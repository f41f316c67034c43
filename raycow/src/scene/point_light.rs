use crate::geometry::vector3::Vector3;
use crate::scene::light::Light;

pub struct PointLight {

    position: Vector3,
    color: Vector3,
}

impl PointLight {

    pub fn new(position: Vector3, color: Vector3) -> Self {
        PointLight {
            position,
            color,
        }
    }
}

impl Light for PointLight {

    fn color(&self) -> &Vector3 {
        &self.color
    }

    fn position(&self) -> Option<&Vector3> {
        Some(&self.position)
    }

    fn direction_from(&self, point: &Vector3) -> Vector3 {
        (self.position - *point).normalized()
    }
}

#[cfg(test)]
mod tests {
    use super::*;

    #[test]
    fn test_direction_and_distance() {
        let light = PointLight::new(Vector3::new(0.0, 10.0, 0.0), Vector3::one());
        let point = Vector3::new(0.0, 2.0, 0.0);

        assert_eq!(light.direction_from(&point), Vector3::new(0.0, 1.0, 0.0));
        assert_eq!(light.max_distance(&point), 8.0);
        assert!(!light.is_global());
    }
}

[What is expected] Only the stretch of lines that begins with the one holding "assert_eq!(light.max_distance(&point), 8.0);" and ends with the last line above belongs in the answer; please write it out exactly.

[Expected answer]
        assert_eq!(light.max_distance(&point), 8.0);
        assert!(!light.is_global());
    }
}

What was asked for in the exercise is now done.